Currently, AQAP’s options appear limited. It is excluded from the NDC and opportunities to negotiate with the regime are limited (although it is doubtful that the group, which is already ideologically opposed to foreigners and the state, would agree to negotiations, even if invited). It has reorganised its fighting forces in rural parts of southern and south eastern Yemen’s Abyan, Shabwa and Hadramawt governorates following its conventional military defeat in Abyan in 2012 and is thought to be operating strong points in the al-Mahfad area of Abyan. The group has also declared Islamic emirates in the Ghayl Bawazir region near Mukallah (Shabwa) and Habban district (Shabwa) in 2013. In addition, AQAP maintains cells in cities across the country, including in Sanaa and Aden.
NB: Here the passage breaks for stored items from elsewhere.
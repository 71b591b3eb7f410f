//! Escrow state reconciliation
//!
//! Merges indexer-provided escrow summaries with live contract reads into one
//! normalized record. Precedence is explicit: when both sources answer, the
//! on-chain value is authoritative and the indexer only populates display
//! fields the contract does not expose (such as the sender's name). Partial
//! failure never discards the rest - a receiver whose detail read fails is
//! flagged rather than omitted. Records carry a freshness timestamp; callers
//! decide their own staleness tolerance, the engine runs no refresh timer.

use std::collections::HashSet;
use std::sync::Arc;
use std::time::{SystemTime, UNIX_EPOCH};
use tracing::warn;

use crate::amount::BaseAmount;
use crate::chains::traits::EscrowContract;
use crate::error::{EngineError, EngineResult};
use crate::escrow_id::EscrowId;
use crate::indexer::{EscrowSummary, IndexerClient};
use crate::tokens::{TokenDescriptor, TokenRegistry};
use crate::vesting::VestingSchedule;

/// Reconciled per-receiver state.
#[derive(Debug, Clone)]
pub struct ReconciledReceiver {
    pub address: String,
    pub allocation: BaseAmount,
    pub withdrawn: BaseAmount,
    pub active: bool,
    /// The receiver's detail read failed; the values above are cached or zero.
    pub detail_unavailable: bool,
}

/// One escrow room merged from both sources.
#[derive(Debug, Clone)]
pub struct ReconciledEscrow {
    pub escrow_id: EscrowId,
    pub sender: String,
    /// Display-only, from the indexer; contract reads do not expose it
    pub sender_name: Option<String>,
    pub token: TokenDescriptor,
    pub total_allocated: BaseAmount,
    pub total_deposited: BaseAmount,
    pub total_withdrawn: BaseAmount,
    pub available_balance: BaseAmount,
    pub active: bool,
    pub created_at: u64,
    pub last_top_up_at: u64,
    pub receiver_count: u64,
    pub receivers: Vec<ReconciledReceiver>,
    pub vesting: Option<VestingSchedule>,
    /// False when the room fields came from the indexer cache because the
    /// chain read failed
    pub chain_authoritative: bool,
    /// When this record was assembled (Unix timestamp, seconds)
    pub fetched_at: u64,
}

impl ReconciledEscrow {
    /// The reconciled record for one receiver address, if present.
    pub fn receiver(&self, address: &str) -> Option<&ReconciledReceiver> {
        self.receivers
            .iter()
            .find(|r| r.address.eq_ignore_ascii_case(address))
    }
}

pub(crate) fn unix_now() -> u64 {
    SystemTime::now()
        .duration_since(UNIX_EPOCH)
        .unwrap_or_default()
        .as_secs()
}

/// Reconciles cached and live escrow state.
pub struct EscrowReconciler {
    escrow: Arc<dyn EscrowContract>,
    indexer: IndexerClient,
    registry: Arc<TokenRegistry>,
}

impl EscrowReconciler {
    pub fn new(
        escrow: Arc<dyn EscrowContract>,
        indexer: IndexerClient,
        registry: Arc<TokenRegistry>,
    ) -> Self {
        Self {
            escrow,
            indexer,
            registry,
        }
    }

    /// Reconciles one escrow room into a normalized record.
    ///
    /// The identifier is normalized first; a malformed id fails fast with
    /// `MalformedEscrowId` before any contract call. Room totals, the
    /// receiver list, and per-receiver details are read from the chain, with
    /// the indexer summary as fallback when a read fails. Only when both
    /// sources fail does the error surface.
    pub async fn reconcile(&self, raw_id: &str) -> EngineResult<ReconciledEscrow> {
        let escrow_id = EscrowId::parse(raw_id)?;
        let fetched_at = unix_now();

        // Indexer miss is not an error here; the chain is the authority.
        let summary = match self.indexer.escrow_summary(escrow_id.as_hex()).await {
            Ok(summary) => Some(summary),
            Err(e) => {
                warn!("Indexer unavailable for {}: {}", escrow_id, e);
                None
            }
        };

        let details = match self.escrow.get_escrow_details(&escrow_id).await {
            Ok(details) => details,
            Err(e) => {
                warn!("Chain read failed for {}: {}", escrow_id, e);
                return match summary {
                    Some(summary) => self.from_summary(escrow_id, summary, fetched_at),
                    None => Err(e),
                };
            }
        };

        let token = self
            .registry
            .descriptor_by_address(&details.token_address)?
            .clone();

        // Receiver list: chain first, indexer fallback; either way the
        // per-receiver details still come from the chain where possible.
        let addresses = match self.escrow.get_escrow_receivers(&escrow_id).await {
            Ok(addresses) => addresses,
            Err(e) => {
                warn!("Receiver list read failed for {}: {}", escrow_id, e);
                summary
                    .as_ref()
                    .map(|s| s.receivers.iter().map(|r| r.address.clone()).collect())
                    .unwrap_or_default()
            }
        };

        let mut receivers = Vec::with_capacity(addresses.len());
        for address in &addresses {
            match self.escrow.get_receiver_details(&escrow_id, address).await {
                Ok(detail) => receivers.push(ReconciledReceiver {
                    address: address.clone(),
                    allocation: detail.allocation,
                    withdrawn: detail.withdrawn,
                    active: detail.active,
                    detail_unavailable: false,
                }),
                Err(e) => {
                    warn!("Receiver detail read failed for {address}: {e}");
                    let cached = summary.as_ref().and_then(|s| {
                        s.receivers
                            .iter()
                            .find(|r| r.address.eq_ignore_ascii_case(address))
                    });
                    receivers.push(ReconciledReceiver {
                        address: address.clone(),
                        allocation: cached.map(|c| c.allocation).unwrap_or_default(),
                        withdrawn: cached.map(|c| c.withdrawn).unwrap_or_default(),
                        active: cached.map(|c| c.active).unwrap_or(false),
                        detail_unavailable: true,
                    });
                }
            }
        }

        let vesting = match self.escrow.get_vesting_schedule(&escrow_id).await {
            Ok(vesting) => vesting,
            Err(e) => {
                warn!("Vesting read failed for {}: {}", escrow_id, e);
                summary.as_ref().and_then(|s| s.vesting.clone())
            }
        };

        Ok(ReconciledEscrow {
            escrow_id,
            sender: details.sender,
            sender_name: summary.and_then(|s| s.sender_name),
            token,
            total_allocated: details.total_allocated,
            total_deposited: details.total_deposited,
            total_withdrawn: details.total_withdrawn,
            available_balance: details.available_balance,
            active: details.active,
            created_at: details.created_at,
            last_top_up_at: details.last_top_up_at,
            receiver_count: details.receiver_count,
            receivers,
            vesting,
            chain_authoritative: true,
            fetched_at,
        })
    }

    /// Reconciles every escrow the given addresses participate in, as sender
    /// or as receiver, using the indexer to enumerate rooms (the contract
    /// cannot list rooms by address). Rooms that fail to reconcile
    /// individually are skipped with a warning rather than failing the whole
    /// batch.
    pub async fn reconcile_escrows(
        &self,
        addresses: &[String],
    ) -> EngineResult<Vec<ReconciledEscrow>> {
        let mut seen = HashSet::new();
        let mut records = Vec::new();

        for address in addresses {
            let mut summaries = self.indexer.receiver_summaries(address).await?;
            summaries.extend(self.indexer.sender_summaries(address).await?);

            for summary in summaries {
                // A corrupt cached row must not abort the batch; the indexer
                // is never authoritative.
                let escrow_id = match EscrowId::parse(&summary.escrow_id) {
                    Ok(escrow_id) => escrow_id,
                    Err(e) => {
                        warn!("Skipping cached escrow {:?}: {}", summary.escrow_id, e);
                        continue;
                    }
                };
                if !seen.insert(escrow_id.clone()) {
                    continue;
                }
                match self.reconcile(escrow_id.as_hex()).await {
                    Ok(record) => records.push(record),
                    Err(e) => warn!("Skipping escrow {}: {}", escrow_id, e),
                }
            }
        }

        Ok(records)
    }

    /// Builds a record purely from the indexer summary. Used only when the
    /// chain is unreachable; the record is marked non-authoritative.
    fn from_summary(
        &self,
        escrow_id: EscrowId,
        summary: EscrowSummary,
        fetched_at: u64,
    ) -> EngineResult<ReconciledEscrow> {
        let token = self.registry.descriptor(&summary.token_symbol)?.clone();

        let receivers = summary
            .receivers
            .iter()
            .map(|r| ReconciledReceiver {
                address: r.address.clone(),
                allocation: r.allocation,
                withdrawn: r.withdrawn,
                active: r.active,
                detail_unavailable: false,
            })
            .collect();

        Ok(ReconciledEscrow {
            escrow_id,
            sender: summary.sender,
            sender_name: summary.sender_name,
            token,
            total_allocated: summary.total_allocated,
            total_deposited: summary.total_deposited,
            total_withdrawn: summary.total_withdrawn,
            available_balance: summary.available_balance,
            active: summary.active,
            created_at: summary.created_at,
            last_top_up_at: summary.last_top_up_at,
            receiver_count: summary.receiver_count,
            receivers,
            vesting: summary.vesting,
            chain_authoritative: false,
            fetched_at,
        })
    }
}
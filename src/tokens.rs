//! Token registry
//!
//! Static mapping from token symbol (or contract address) to decimal precision
//! and display metadata. Loaded once at process start from configuration and
//! immutable afterwards; everything that touches amounts depends on it.

use serde::{Deserialize, Serialize};
use std::collections::HashMap;

use crate::error::{EngineError, EngineResult};

/// Metadata for a registered token.
#[derive(Debug, Clone, Serialize, Deserialize, PartialEq, Eq)]
pub struct TokenDescriptor {
    /// Unique token symbol (e.g., "USDC", "IDRX")
    pub symbol: String,
    /// Token contract address on the configured chain (0x-prefixed hex)
    pub address: String,
    /// Decimal precision (e.g., 6 for USDC, 2 for IDRX)
    pub decimals: u32,
    /// Symbol shown to users (usually the same as `symbol`)
    pub display_symbol: String,
}

/// Immutable symbol -> descriptor lookup table.
#[derive(Debug, Clone)]
pub struct TokenRegistry {
    tokens: HashMap<String, TokenDescriptor>,
}

impl TokenRegistry {
    pub fn new(descriptors: Vec<TokenDescriptor>) -> Self {
        let tokens = descriptors
            .into_iter()
            .map(|d| (d.symbol.clone(), d))
            .collect();
        Self { tokens }
    }

    /// Looks up a descriptor by symbol.
    ///
    /// # Returns
    ///
    /// * `Ok(&TokenDescriptor)` - Registered descriptor
    /// * `Err(EngineError::UnknownToken)` - Symbol is not registered
    pub fn descriptor(&self, symbol: &str) -> EngineResult<&TokenDescriptor> {
        self.tokens
            .get(symbol)
            .ok_or_else(|| EngineError::UnknownToken(symbol.to_string()))
    }

    /// Looks up a descriptor by contract address (case-insensitive hex
    /// comparison, with or without the 0x prefix).
    pub fn descriptor_by_address(&self, address: &str) -> EngineResult<&TokenDescriptor> {
        let needle = address.strip_prefix("0x").unwrap_or(address);
        self.tokens
            .values()
            .find(|d| {
                let candidate = d.address.strip_prefix("0x").unwrap_or(&d.address);
                candidate.eq_ignore_ascii_case(needle)
            })
            .ok_or_else(|| EngineError::UnknownToken(address.to_string()))
    }

    /// Decimal precision for a registered symbol.
    pub fn decimals_for(&self, symbol: &str) -> EngineResult<u32> {
        Ok(self.descriptor(symbol)?.decimals)
    }

    /// All registered symbols.
    pub fn symbols(&self) -> Vec<&str> {
        self.tokens.keys().map(String::as_str).collect()
    }
}
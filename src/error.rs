//! Engine error taxonomy
//!
//! Every failure the engine surfaces to a caller carries one of these
//! classifications. Eligibility failures are specific and actionable;
//! transaction failures keep the underlying reason when the chain exposes one.
//! Nothing here is retried automatically - financial operations are never
//! silently re-attempted.

use thiserror::Error;

/// Classified errors for the claim and settlement engine.
#[derive(Error, Debug)]
pub enum EngineError {
    /// Token symbol or address is not present in the registry.
    #[error("Unknown token: {0}")]
    UnknownToken(String),

    /// Human-entered amount is negative, non-numeric, or out of range.
    #[error("Invalid amount: {0}")]
    InvalidAmount(String),

    /// Escrow identifier could not be normalized to the fixed 32-byte width.
    #[error("Malformed escrow id: {0}")]
    MalformedEscrowId(String),

    /// The escrow room or the receiver's allocation is inactive.
    #[error("Escrow or receiver allocation is not active")]
    NotActive,

    /// No claimable balance: nothing vested, or everything already withdrawn.
    #[error("Nothing available to claim")]
    NothingVested,

    /// Requested amount is below the protocol minimum.
    #[error("Requested amount is below the minimum of {minimum} {symbol}")]
    BelowMinimum { minimum: String, symbol: String },

    /// Requested amount exceeds the protocol maximum or the available balance.
    #[error("Requested amount exceeds {limit} {symbol}")]
    AboveMaximum { limit: String, symbol: String },

    /// Owner's token balance cannot cover the required spend.
    #[error("Insufficient balance: short {shortfall} {symbol}")]
    InsufficientBalance { shortfall: String, symbol: String },

    /// The approval transaction reverted or was rejected.
    #[error("Approval failed: {0}")]
    ApprovalFailed(String),

    /// The settlement write (withdraw, top-up) reverted on-chain.
    #[error("Transaction reverted: {0}")]
    WithdrawalReverted(String),

    /// A write path was entered without a connected wallet. Precondition
    /// failure, not retryable.
    #[error("Wallet is not connected")]
    WalletNotConnected,

    /// Indexer or RPC endpoint unreachable. The reconciler handles indexer
    /// outages internally; this only surfaces when the chain is down too.
    #[error("Network unavailable: {0}")]
    NetworkUnavailable(String),
}

/// Result type alias used throughout the engine.
pub type EngineResult<T> = Result<T, EngineError>;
Estimating the exact size of the group is difficult; however, given its operational scope in 2013, it is likely to have the loyalty of hundreds of fighters at least. This excludes support teams, which are thought to include local tribal groupings linked to the militants through family connections, ideology, marriage or treaties.

Given current political, economic and social conditions in Yemen, AQAP will continue to find unstable areas within which to conduct its operations against the state. Only a full negotiated settlement between Yemen’s differing warring or competing regional and political groups will offer the state adequate time and space to confront the Islamists in a meaningful manner. Even if a political solution was found it would still take years for the government to fully eradicate the militant threat given the increasing interconnectivity between militants and local tribes. AQAP is, therefore, expected to continue to grow and increase its presence in the state. Short of another revolution or state collapse, AQAP is not expected to capture large swathes of territory as it did in 2011 and 2012; however, its support and resources will likely grow as fighters return to the country from conflicts in Syria, Iraq and Afghanistan and as socio-economic pressures increase, forcing the youth to pursue more radical lifestyles to survive. US drone strikes and state counterterrorism operations will also continue to result in civilian casualties and will increasingly lead to a rise in support for AQAP operations against the state. AQAP’s operational capability will also continue to evolve and develop. Traditional methods of attack may be supplemented by new tactics, such as the increasingly used complex assaults, hostage-takings and kidnappings.